US-Japanese trio win medicine Nobel for immune system research

Mary E. Brunkow and Fred Ramsdell of the United States and Japan's Shimon Sakaguchi won the Nobel Prize in Medicine on Monday for research into how the immune system is kept in check, the Nobel jury said.

Their discoveries have been decisive for understanding how the immune system functions and why we do not all develop serious autoimmune diseases.

The three were honoured "for their discoveries concerning peripheral immune tolerance", the jury said.

"Their discoveries have laid the foundation for a new field of research and spurred the development of new treatments, for example for cancer and autoimmune diseases," it added.

Their findings may also lead to more successful transplantations.

Sakaguchi, 74, made the first key discovery in 1995.

At the time, many researchers were convinced that immune tolerance only developed due to potentially harmful immune cells being eliminated in the thymus, through a process called "central tolerance".

Sakaguchi showed that the immune system is more complex and discovered a previously unknown class of immune cells, which protect the body from autoimmune diseases.

Brunkow, born in 1961, and Ramsdell, 64, made the other key discovery in 2001, when they were able to explain why certain mice were particularly vulnerable to autoimmune diseases.

"They had discovered that mice have a mutation in a gene that they named Foxp3," the jury said.

"They also showed that mutations in the human equivalent of this gene cause a serious autoimmune disease, IPEX."

Two years later, Sakaguchi was able to link these discoveries.

The trio will receive their prize -- a diploma, a gold medal and a $1.2-million cheque -- from King Carl XVI Gustaf at a formal ceremony in Stockholm on December 10, the anniversary of the death in 1896 of scientist Alfred Nobel.

Nobel created the prizes in his last will and testament.

- Trump jeopardising US leading role -

Researchers from major US institutions typically dominate the Nobel science prizes, due largely to the US' longstanding investment in basic science and academic freedoms.

But that could change down the line following massive US budget cuts to science programmes announced by President Donald Trump.

Since January, the US National Institutes of Health (NIH) has terminated 2,100 research grants totalling around $9.5 billion and $2.6 billion in contracts, according to an independent database called Grant Watch.

Thomas Perlmann, secretary general of the committee that awards the Nobel Prize for Medicine, told AFP it was "no coincidence that the US has by far the most Nobel laureates".

"But there is now a creeping sense of uncertainty about the US' willingness to maintain their leading position in research," he said.

Perlmann called the United States "the very engine" of scientific research worldwide.

"There would be very serious consequences for research globally if it starts to falter," he added.

"It doesn't take very many years of large cutbacks to cause irreversible harm."

Trump has meanwhile made no secret of the fact that he wants to win a Nobel himself -- the Peace Prize.
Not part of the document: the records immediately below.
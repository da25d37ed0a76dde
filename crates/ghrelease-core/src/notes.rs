//! The release notes aggregate.

use std::collections::HashSet;

use serde::Serialize;

use crate::domain::label::same_label;
use crate::domain::{Contributor, Issue, LabelConfig, LabelsPolicy};

/// Issues of one label, in issue order.
#[derive(Debug, Clone, Serialize)]
pub struct LabelGroup<'a> {
    pub label: LabelConfig,
    pub issues: Vec<&'a Issue>,
}

/// Immutable result of one release notes run.
///
/// Every view is derived from `issues` on read. Labels and contributors
/// appear in first-seen order.
#[derive(Debug, Clone, Serialize)]
pub struct ReleaseNotes {
    issues: Vec<Issue>,
    labels: LabelsPolicy,
}

impl ReleaseNotes {
    pub fn new(issues: Vec<Issue>, labels: LabelsPolicy) -> Self {
        Self { issues, labels }
    }

    pub fn issues(&self) -> &[Issue] {
        &self.issues
    }

    pub fn is_empty(&self) -> bool {
        self.issues.is_empty()
    }

    /// Distinct labels across all issues, resolved against the label
    /// configuration.
    pub fn labels(&self) -> Vec<LabelConfig> {
        let mut seen: Vec<&str> = Vec::new();
        for label in self.issues.iter().flat_map(|i| i.labels.iter()) {
            if !seen.iter().any(|s| same_label(s, label)) {
                seen.push(label);
            }
        }
        seen.into_iter().map(|l| self.labels.resolve(l)).collect()
    }

    pub fn issues_with_label(&self, label: &str) -> Vec<&Issue> {
        self.issues.iter().filter(|i| i.has_label(label)).collect()
    }

    pub fn issues_by_label(&self) -> Vec<LabelGroup<'_>> {
        self.labels()
            .into_iter()
            .map(|label| {
                let issues = self.issues_with_label(&label.name);
                LabelGroup { label, issues }
            })
            .collect()
    }

    /// Distinct credited contributors.
    pub fn contributors(&self) -> Vec<&Contributor> {
        let mut seen = HashSet::new();
        self.issues
            .iter()
            .filter_map(|i| i.contributor.as_ref())
            .filter(|c| seen.insert(c.login.as_str()))
            .collect()
    }
}

#[cfg(test)]
mod tests {
    use super::*;

    fn issue(number: u64, labels: &[&str], login: Option<&str>) -> Issue {
        Issue {
            number,
            title: format!("issue {number}"),
            url: format!("https://github.com/o/r/issues/{number}"),
            labels: labels.iter().map(|l| l.to_string()).collect(),
            contributor: login.map(|l| Contributor {
                login: l.to_string(),
                url: format!("https://github.com/{l}"),
            }),
        }
    }

    fn notes() -> ReleaseNotes {
        ReleaseNotes::new(
            vec![
                issue(1, &["bug"], Some("alice")),
                issue(2, &["enhancement", "Bug"], Some("carol")),
                issue(3, &["docs"], Some("alice")),
            ],
            LabelsPolicy {
                include: vec![],
                configs: vec![LabelConfig::new("bug").with_display_name("Bug fixes")],
            },
        )
    }

    #[test]
    fn labels_are_distinct_in_first_seen_order() {
        let labels = notes().labels();
        let names: Vec<_> = labels.iter().map(|l| l.name.as_str()).collect();
        assert_eq!(names, vec!["bug", "enhancement", "docs"]);
        assert_eq!(labels[0].display_name(), "Bug fixes");
        assert_eq!(labels[1].display_name(), "enhancement");
    }

    #[test]
    fn issue_can_appear_under_several_labels() {
        let notes = notes();
        let groups = notes.issues_by_label();
        assert_eq!(groups.len(), 3);
        let bug: Vec<_> = groups[0].issues.iter().map(|i| i.number).collect();
        assert_eq!(bug, vec![1, 2]);
        let enhancement: Vec<_> = groups[1].issues.iter().map(|i| i.number).collect();
        assert_eq!(enhancement, vec![2]);
        assert_eq!(notes.issues().len(), 3);
    }

    #[test]
    fn issues_with_label_ignores_case() {
        let notes = notes();
        assert_eq!(notes.issues_with_label("BUG").len(), 2);
        assert!(notes.issues_with_label("missing").is_empty());
    }

    #[test]
    fn contributors_are_distinct_by_login() {
        let notes = notes();
        let logins: Vec<_> = notes.contributors().iter().map(|c| c.login.as_str()).collect();
        assert_eq!(logins, vec!["alice", "carol"]);
    }

    #[test]
    fn empty_notes_have_no_views() {
        let notes = ReleaseNotes::new(vec![], LabelsPolicy::default());
        assert!(notes.is_empty());
        assert!(notes.labels().is_empty());
        assert!(notes.issues_by_label().is_empty());
        assert!(notes.contributors().is_empty());
    }
}
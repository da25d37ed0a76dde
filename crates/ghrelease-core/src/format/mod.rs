//! Rendering release notes to text.

mod markdown;
mod plain;

pub use markdown::MarkdownFormatter;
pub use plain::PlainTextFormatter;

use serde::{Deserialize, Serialize};

use crate::domain::error::Result;
use crate::notes::ReleaseNotes;
use crate::output::OutputMode;

/// Renders a [`ReleaseNotes`] aggregate.
pub trait ReleaseNotesFormatter: Send + Sync {
    /// `header` is omitted when `None` or empty.
    fn format(&self, header: Option<&str>, notes: &ReleaseNotes) -> FormattedReleaseNotes;
}

/// Rendered release notes text.
#[derive(Debug, Clone, PartialEq, Eq, Default)]
pub struct FormattedReleaseNotes(String);

impl FormattedReleaseNotes {
    pub fn as_str(&self) -> &str {
        &self.0
    }

    pub fn into_string(self) -> String {
        self.0
    }
}

impl From<String> for FormattedReleaseNotes {
    fn from(s: String) -> Self {
        FormattedReleaseNotes(s)
    }
}

impl From<FormattedReleaseNotes> for String {
    fn from(notes: FormattedReleaseNotes) -> Self {
        notes.0
    }
}

impl std::fmt::Display for FormattedReleaseNotes {
    fn fmt(&self, f: &mut std::fmt::Formatter<'_>) -> std::fmt::Result {
        f.write_str(&self.0)
    }
}

/// Built-in formats.
#[derive(Debug, Clone, Copy, PartialEq, Eq, Default, Serialize, Deserialize)]
#[serde(rename_all = "kebab-case")]
pub enum ReleaseNotesFormat {
    #[default]
    Markdown,
    PlainText,
}

impl ReleaseNotesFormat {
    /// Built-in formatter for this format. Markdown headings start at the
    /// level suited to `mode`.
    pub fn formatter(self, mode: OutputMode) -> Result<Box<dyn ReleaseNotesFormatter>> {
        Ok(match self {
            ReleaseNotesFormat::Markdown => {
                Box::new(MarkdownFormatter::new(mode.markdown_heading_level())?)
            }
            ReleaseNotesFormat::PlainText => Box::new(PlainTextFormatter),
        })
    }
}

fn non_empty(header: Option<&str>) -> Option<&str> {
    header.filter(|h| !h.is_empty())
}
Nobel experts have however said his "America First" policies and divisive style give him little chance against those toiling on forgotten causes outside the limelight.

"It's completely unthinkable," Oeivind Stenersen, a historian who has conducted research and co-written a book on the prize, told AFP.

"(Trump) is in many ways the opposite of the ideals that the Nobel Prize represents," he said.

"The Nobel Peace Prize is about defending multilateral cooperation, for example in the UN... and Trump breaks with that principle. He follows his own path, unilaterally," Stenersen added.

Sudan's Emergency Response Rooms (ERR) -- networks of volunteers feeding and helping people endure war and famine -- are seen as a possible winner this year, as are media watchdogs the Committee to Protect Journalists and Reporters Without Borders.

Yulia Navalnaya, the widow of Kremlin critic Alexei Navalny, is among bookies' favourites.

The Nobel season continues this week with the announcement of the winners of the physics prize on Tuesday, chemistry on Wednesday, literature on Thursday, peace on Friday and economics on Monday, October 13.